Il était une fois dans la Vie du Rail – 31) Conduire le TGV

31 août 2018
- -
Par : Philippe Hérissé

Une nouvelle section animée par vous et pour vous, elle va nous permettre de revisiter l’histoire cheminote. Celle d’il y a 10, 20, 30, 40 ans…

Profitez de nos archives en nous signalant ce que vous souhaitez relire et redécouvrir. Retrouvez les nouveaux matériels, les grands travaux, les événements qui ont marqué la SNCF… Une plongée dans l’aventure du rail.

Faites-nous savoir vos envies dès à présent en nous écrivant au 29, rue de Clichy, 75009 Paris ou par mail à : margaux.maynard@laviedurail.com ou en commentant cet article.

 

Vous trouverez les notes explicatives des numéros entre parenthèses en bas de la page.

 

31) Il y a 36 ans. Conduire le TGV

Parmi les mécaniciens du dépôt de Lyon- Mouche, familièrement appelés « moucherons », les « TGVistes » participent avec leurs collègues parisiens à la conduite sur ligne nouvelle. Ici aussi, « faire l’heure », préoccupation de chaque instant pour tout conducteur, revêt souvent l’aspect méconnu de la performance quotidiennement réitérée. Nous proposons dans ces lignes le « film » d’une journée comme les autres… en tête du TGV 613. Précision d’importance : point de mise en scène il n’y eut, pour cette « opération-vérité ». La date retenue pour notre tournée se voulait arbitraire, et le conducteur que nous avons accompagné n’en avait nullement été préalablement informé…

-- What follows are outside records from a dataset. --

use once_cell::sync::Lazy;
use std::collections::HashMap;

/// Standard Scrabble letter values
pub static LETTER_SCORES: Lazy<HashMap<char, u32>> = Lazy::new(|| {
    let mut map = HashMap::new();

    // 1 point letters
    for ch in ['A', 'E', 'I', 'O', 'U', 'L', 'N', 'R', 'S', 'T'] {
        map.insert(ch, 1);
    }

    // 2 points
    for ch in ['D', 'G'] {
        map.insert(ch, 2);
    }

    // 3 points
    for ch in ['B', 'C', 'M', 'P'] {
        map.insert(ch, 3);
    }

    // 4 points
    for ch in ['F', 'H', 'V', 'W', 'Y'] {
        map.insert(ch, 4);
    }

    // 5 points
    map.insert('K', 5);

    // 8 points
    for ch in ['J', 'X'] {
        map.insert(ch, 8);
    }

    // 10 points
    for ch in ['Q', 'Z'] {
        map.insert(ch, 10);
    }

    map
});

/// Standard tile bag distribution (98 letter tiles, no blanks)
pub static TILE_DISTRIBUTION: Lazy<HashMap<char, u32>> = Lazy::new(|| {
    let mut map = HashMap::new();

    map.insert('E', 12);
    for ch in ['A', 'I'] {
        map.insert(ch, 9);
    }
    map.insert('O', 8);
    for ch in ['N', 'R', 'T'] {
        map.insert(ch, 6);
    }
    for ch in ['D', 'L', 'S', 'U'] {
        map.insert(ch, 4);
    }
    map.insert('G', 3);
    for ch in ['B', 'C', 'F', 'H', 'M', 'P', 'V', 'W', 'Y'] {
        map.insert(ch, 2);
    }
    for ch in ['J', 'K', 'Q', 'X', 'Z'] {
        map.insert(ch, 1);
    }

    map
});

/// Get the point value for a letter. Non-letters score 0.
pub fn letter_score(letter: char) -> u32 {
    let upper = letter.to_ascii_uppercase();
    LETTER_SCORES.get(&upper).copied().unwrap_or(0)
}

Voie A en gare de Paris- Lyon : inexorable fuite du temps, les aiguilles d’une pendule de quai viennent d’abandonner leur indication de l’instant – 9h10 – et nous sommes un humide 29 décembre. L’éclairage fluorescent des abris parapluies se mire une ultime fois sur les quais, froids et trempés de la dernière averse. De lourds nuages reflètent encore le mauve orangé des lueurs nocturnes de la ville. Le TGV 613 – départ 9h15 à destination de Lyon – attend sagement à quai, une « unité multiple » composée des rames 6 (menée) et 19 (menante). Quelques voyageurs « retardataires » s’installent promptement à leur place…

Deux techniciens du Matériel descendent de la motrice de tête où ils ont exceptionnelle ment procédé à des mesures de vérification sur l’équipement de cab-signal (1). La cabine de conduite, climatisée, apparaît tel un havre de chaude quiétude, à l’obscurité découpée par les lumières blafardes des appareils de bord. Longue et silencieuse attente des minutes précédant tout départ… Le mécanicien du 613, René Moureau, CRRUP (2) au dépôt de Lyon-Mouche, annote le carnet de bord de l’engin, où n’est inscrite aucune restriction d’utilisation.

Départ !

Le « ding-ding » du dispositif de correspondance retentit en cabine. La pendule de quai marque 9h15 précises. Sur les TGV, l’autorisation de départ est en effet transmise par l’agent d’accompagnement, venu quelques instants auparavant serrer la main du mécanicien. Affichage de la vitesse 30 km/h avec le manipulateur « traction- freinage – VI » (3), lente rotation du manipulateur de traction sur le secteur « intensité » et le « décollage » de la rame est effectif. Dédale des aiguilles de l’avant-gare où l’oeil, lisant la position des lames, décrypte son chemin, contorsions du train sur les appareils « tg0,13 extra- courts », nous sommes à 30 km/h sur la zone des aiguilles jusqu’à la pancarte « R » bientôt rencontrée. Sur les tout premiers kilomètres, les vitesses limites TGV s’établissent à 100 km/h de la pancarte au passage supérieur de la Petite Ceinture, puis 110 km/h jusqu’à la passerelle de Charenton. Mais, par anticipation, la VI est déjà positionnée sur 130, vitesse de fond bien connue de Paris à Combs-la-Ville ; les moteurs de traction « chantent » et le convoi accélère comme pour se sauver au plus vite de la banlieue grise…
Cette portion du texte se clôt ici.